Отчего он, пусть и спросонья, в разговоре с неудачливым нынче грибником Амазонкиным подумал: «Зеленые поганки!»? Не бледные, не ядовито-голубые, а именно зеленые? Разве гостья была зеленая? Ну да, ресницы, тени на веки наведенные, брови, вроде бы и губы были у неё зелёные. Но разве это нынче редкость или странность? А волосы? Какого цвета у неё были волосы Ковригин не мог теперь установить для себя с определенностью. Ну хоть бы и зелёные! В эти секунды до него дошло, что умственные упражнения свои он производит, стоя в одних трусах. Мозгом тотчас же был отдан приказ, и рука Ковригина оттянула резинку трусов. Нет, никакой зелени на нем не было. «А не наградила ли она меня какой-нибудь хворобой? – подскочило в Ковригине пробившееся бочком соображение. – Не понадобится ли мне теперь анонимное лечение?» Но если бы наградила, следовало бы признать реальность личности Лоренцы Козимовны и её законное выпадение из сна и дурмана. Вспоминалась и ещё всякая чепуха.

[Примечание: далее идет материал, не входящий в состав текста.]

//! In-memory [`TodoApi`] used by the client tests.

use std::sync::Mutex;

use async_trait::async_trait;
use chrono::{Duration, Utc};
use uuid::Uuid;

use super::http::{ClientError, TodoApi};
use crate::models::{Todo, TodoPatch};

#[derive(Debug, Clone, Copy, PartialEq, Eq)]
pub enum Failure {
    BadRequest,
    NotFound,
    Server,
}

impl Failure {
    fn error(self) -> ClientError {
        match self {
            Self::BadRequest => ClientError::BadRequest("rejected".to_string()),
            Self::NotFound => ClientError::NotFound("missing".to_string()),
            Self::Server => ClientError::Server("500 Internal Server Error".to_string()),
        }
    }
}

/// Records every call it receives and fails all of them once told to.
#[derive(Default)]
pub struct FakeApi {
    todos: Mutex<Vec<Todo>>,
    calls: Mutex<Vec<String>>,
    failure: Mutex<Option<Failure>>,
}

impl FakeApi {
    /// Seed with todos created in the given order, one second apart.
    pub fn with_todos(texts: &[&str]) -> Self {
        let start = Utc::now() - Duration::hours(1);
        let todos = texts
            .iter()
            .enumerate()
            .map(|(i, text)| Todo {
                id: Uuid::new_v4(),
                text: text.to_string(),
                is_completed: false,
                created_at: start + Duration::seconds(i as i64),
            })
            .collect();

        Self {
            todos: Mutex::new(todos),
            ..Self::default()
        }
    }

    pub fn fail_with(&self, failure: Failure) {
        *self.failure.lock().unwrap() = Some(failure);
    }

    pub fn calls(&self) -> Vec<String> {
        self.calls.lock().unwrap().clone()
    }

    pub fn call_count(&self) -> usize {
        self.calls.lock().unwrap().len()
    }

    pub fn reset_calls(&self) {
        self.calls.lock().unwrap().clear();
    }

    fn record(&self, call: String) -> Result<(), ClientError> {
        self.calls.lock().unwrap().push(call);
        match *self.failure.lock().unwrap() {
            Some(failure) => Err(failure.error()),
            None => Ok(()),
        }
    }
}

#[async_trait]
impl TodoApi for FakeApi {
    async fn list(&self) -> Result<Vec<Todo>, ClientError> {
        self.record("list".to_string())?;
        let mut todos = self.todos.lock().unwrap().clone();
        todos.sort_by(|a, b| b.created_at.cmp(&a.created_at));
        Ok(todos)
    }

    async fn create(&self, text: &str) -> Result<Todo, ClientError> {
        self.record(format!("create {text}"))?;
        let todo = Todo {
            id: Uuid::new_v4(),
            text: text.to_string(),
            is_completed: false,
            created_at: Utc::now(),
        };
        self.todos.lock().unwrap().push(todo.clone());
        Ok(todo)
    }

    async fn update(&self, id: Uuid, patch: &TodoPatch) -> Result<Todo, ClientError> {
        let mut call = format!("update {id}");
        if let Some(text) = &patch.text {
            call.push_str(&format!(" text={text}"));
        }
        if let Some(done) = patch.is_completed {
            call.push_str(&format!(" completed={done}"));
        }
        self.record(call)?;

        let mut todos = self.todos.lock().unwrap();
        let todo = todos
            .iter_mut()
            .find(|t| t.id == id)
            .ok_or_else(|| ClientError::NotFound("Todo not found".to_string()))?;
        if let Some(text) = &patch.text {
            todo.text = text.clone();
        }
        if let Some(done) = patch.is_completed {
            todo.is_completed = done;
        }
        Ok(todo.clone())
    }

    async fn delete(&self, id: Uuid) -> Result<(), ClientError> {
        self.record(format!("delete {id}"))?;
        let mut todos = self.todos.lock().unwrap();
        let before = todos.len();
        todos.retain(|t| t.id != id);
        if todos.len() == before {
            return Err(ClientError::NotFound("Todo not found".to_string()));
        }
        Ok(())
    }
}
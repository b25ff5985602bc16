use anyhow::{Context, Result};
use rusqlite::Connection;

const INITIAL_SCHEMA: &str = include_str!("migrations/001_initial.sql");

/// Create the todos table and its index if they are missing.
pub fn run_migrations(conn: &Connection) -> Result<()> {
    conn.execute_batch(INITIAL_SCHEMA)
        .context("Failed to create todos schema")?;
    tracing::debug!("Todo schema ready");
    Ok(())
}

#[cfg(test)]
mod tests {
    use super::*;

    fn todos_table_count(conn: &Connection) -> i32 {
        conn.query_row(
            "SELECT COUNT(*) FROM sqlite_master WHERE type='table' AND name='todos'",
            [],
            |row| row.get(0),
        )
        .unwrap()
    }

    #[test]
    fn creates_todos_table_on_fresh_db() {
        let conn = Connection::open_in_memory().unwrap();
        run_migrations(&conn).unwrap();

        assert_eq!(todos_table_count(&conn), 1);
    }

    #[test]
    fn rerunning_keeps_existing_rows() {
        let conn = Connection::open_in_memory().unwrap();
        run_migrations(&conn).unwrap();
        conn.execute(
            "INSERT INTO todos (id, text, is_completed, created_at) VALUES ('a', 'keep', 0, 'now')",
            [],
        )
        .unwrap();

        run_migrations(&conn).unwrap();

        let count: i32 = conn
            .query_row("SELECT COUNT(*) FROM todos", [], |row| row.get(0))
            .unwrap();
        assert_eq!(count, 1);
        assert_eq!(todos_table_count(&conn), 1);
    }

    #[test]
    fn blank_text_is_rejected_by_table_constraint() {
        let conn = Connection::open_in_memory().unwrap();
        run_migrations(&conn).unwrap();

        let result = conn.execute(
            "INSERT INTO todos (id, text, is_completed, created_at) VALUES ('a', '   ', 0, 'now')",
            [],
        );
        assert!(result.is_err());
    }
}
//! Auto-dismissal of notifications.

use std::time::Duration;

use tokio::sync::mpsc::UnboundedSender;
use tokio::task::JoinHandle;

/// How long a notification stays up.
pub const NOTIFICATION_TTL: Duration = Duration::from_secs(3);

/// Sends the notification's `seq` on the channel once `after` has elapsed.
///
/// The callback lives as long as the timer: dropping it (for example when a
/// newer notification replaces it) aborts the pending send.
#[derive(Debug)]
pub struct DismissTimer {
    seq: u64,
    handle: JoinHandle<()>,
}

impl DismissTimer {
    pub fn schedule(seq: u64, after: Duration, tx: UnboundedSender<u64>) -> Self {
        let handle = tokio::spawn(async move {
            tokio::time::sleep(after).await;
            // The receiver is gone only when the session is.
            let _ = tx.send(seq);
        });
        Self { seq, handle }
    }

    pub fn seq(&self) -> u64 {
        self.seq
    }
}

impl Drop for DismissTimer {
    fn drop(&mut self) {
        self.handle.abort();
    }
}
//! Startup configuration.
//!
//! Read once at process start from environment variables (a `.env` file in the
//! working directory is loaded first, if present):
//! - `TASKLIST_DATABASE_URL` - Optional. Store connection string. Defaults to
//!   `tasklist.db` in the platform data directory.
//! - `TASKLIST_CLIENT_ORIGIN` - Optional. Comma-separated origins allowed to call
//!   the API from a browser. Unset means any origin.
//! - `TASKLIST_HOST` - Optional. Server host. Defaults to `127.0.0.1`.
//! - `TASKLIST_PORT` - Optional. Server port. Defaults to `5000`.
//! - `TASKLIST_API_URL` - Optional. Todo collection URL used by the terminal
//!   client. Defaults to `http://localhost:5000/api/todos`.

use std::path::{Path, PathBuf};

use axum::http::HeaderValue;
use thiserror::Error;

pub const DEFAULT_HOST: &str = "127.0.0.1";
pub const DEFAULT_PORT: u16 = 5000;
pub const DEFAULT_API_URL: &str = "http://localhost:5000/api/todos";

#[derive(Debug, Error, PartialEq, Eq)]
pub enum ConfigError {
    #[error("Invalid value for {0}: {1}")]
    InvalidValue(String, String),
}

/// Result of loading `.env`. Loading happens before tracing is set up, so
/// the outcome is kept and logged afterwards.
#[derive(Debug)]
pub enum DotenvStatus {
    Loaded(PathBuf),
    Missing,
    Failed(String),
}

impl DotenvStatus {
    pub fn log(&self) {
        match self {
            Self::Loaded(path) => tracing::debug!("Loaded environment from {}", path.display()),
            Self::Missing => {}
            Self::Failed(e) => tracing::warn!("Failed to load .env file: {}", e),
        }
    }
}

/// Load variables from `.env` in the working directory, if it exists.
pub fn load_dotenv() -> DotenvStatus {
    status(dotenvy::dotenv())
}

/// Load variables from the env file at `path`, if it exists.
pub fn load_dotenv_from(path: &Path) -> DotenvStatus {
    status(dotenvy::from_path(path).map(|()| path.to_path_buf()))
}

fn status(result: Result<PathBuf, dotenvy::Error>) -> DotenvStatus {
    match result {
        Ok(path) => DotenvStatus::Loaded(path),
        Err(e) if e.not_found() => DotenvStatus::Missing,
        Err(e) => DotenvStatus::Failed(e.to_string()),
    }
}

/// API server configuration.
#[derive(Debug, Clone, PartialEq, Eq)]
pub struct ServerConfig {
    /// Store connection string; `None` means the platform default location.
    pub database_url: Option<String>,
    /// Origins allowed by CORS; `None` allows any origin.
    pub client_origins: Option<Vec<String>>,
    pub host: String,
    pub port: u16,
}

impl Default for ServerConfig {
    fn default() -> Self {
        Self {
            database_url: None,
            client_origins: None,
            host: DEFAULT_HOST.to_string(),
            port: DEFAULT_PORT,
        }
    }
}

impl ServerConfig {
    pub fn from_env() -> Result<Self, ConfigError> {
        Self::from_lookup(|key| std::env::var(key).ok())
    }

    /// Build the configuration from an arbitrary variable source.
    pub fn from_lookup(lookup: impl Fn(&str) -> Option<String>) -> Result<Self, ConfigError> {
        let database_url = non_empty(lookup("TASKLIST_DATABASE_URL"));

        let client_origins = match non_empty(lookup("TASKLIST_CLIENT_ORIGIN")) {
            Some(raw) => Some(parse_origins(&raw)?),
            None => None,
        };

        let host = non_empty(lookup("TASKLIST_HOST")).unwrap_or_else(|| DEFAULT_HOST.to_string());

        let port = match non_empty(lookup("TASKLIST_PORT")) {
            Some(raw) => raw.parse::<u16>().map_err(|_| {
                ConfigError::InvalidValue("TASKLIST_PORT".to_string(), raw.clone())
            })?,
            None => DEFAULT_PORT,
        };

        Ok(Self {
            database_url,
            client_origins,
            host,
            port,
        })
    }

    pub fn bind_address(&self) -> String {
        format!("{}:{}", self.host, self.port)
    }
}

/// Terminal client configuration.
#[derive(Debug, Clone, PartialEq, Eq)]
pub struct ClientConfig {
    pub api_url: String,
}

impl ClientConfig {
    pub fn from_env() -> Self {
        Self::from_lookup(|key| std::env::var(key).ok())
    }

    pub fn from_lookup(lookup: impl Fn(&str) -> Option<String>) -> Self {
        let api_url =
            non_empty(lookup("TASKLIST_API_URL")).unwrap_or_else(|| DEFAULT_API_URL.to_string());
        Self { api_url }
    }
}

fn non_empty(value: Option<String>) -> Option<String> {
    value
        .map(|v| v.trim().to_string())
        .filter(|v| !v.is_empty())
}

fn parse_origins(raw: &str) -> Result<Vec<String>, ConfigError> {
    raw.split(',')
        .map(str::trim)
        .filter(|origin| !origin.is_empty())
        .map(|origin| {
            HeaderValue::from_str(origin)
                .map(|_| origin.trim_end_matches('/').to_string())
                .map_err(|_| {
                    ConfigError::InvalidValue(
                        "TASKLIST_CLIENT_ORIGIN".to_string(),
                        origin.to_string(),
                    )
                })
        })
        .collect()
}
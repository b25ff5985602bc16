//! Personal task list: a JSON API over a SQLite-backed todo store, and a
//! terminal client that drives it.

pub mod api;
pub mod client;
pub mod config;
pub mod db;
pub mod models;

При одном из жарких прикосновений к ночному телу гостьи Ковригин чуть ли не поинтересовался вслух, как бы в шутку: не соломинкой ли были приданы столь прекраснопышные формы овалам и выпуклостям мускулистой на вид байкерши. Не поинтересовался. Но тут же услышал: «Что это тебе, Сашенька, лезут в голову всякие ерундовины, вызванные комплексами яхромского детства! Соломинки нужны лишь в коктейль-барах. Сейчас я тебя проглочу, вберу в себя всего тебя, и ты застонешь от истомы в поднебесьях!».

«Да что я маюсь! – отругал себя Ковригин. – Надо сейчас же звонить Дувакину и всё разъяснить!»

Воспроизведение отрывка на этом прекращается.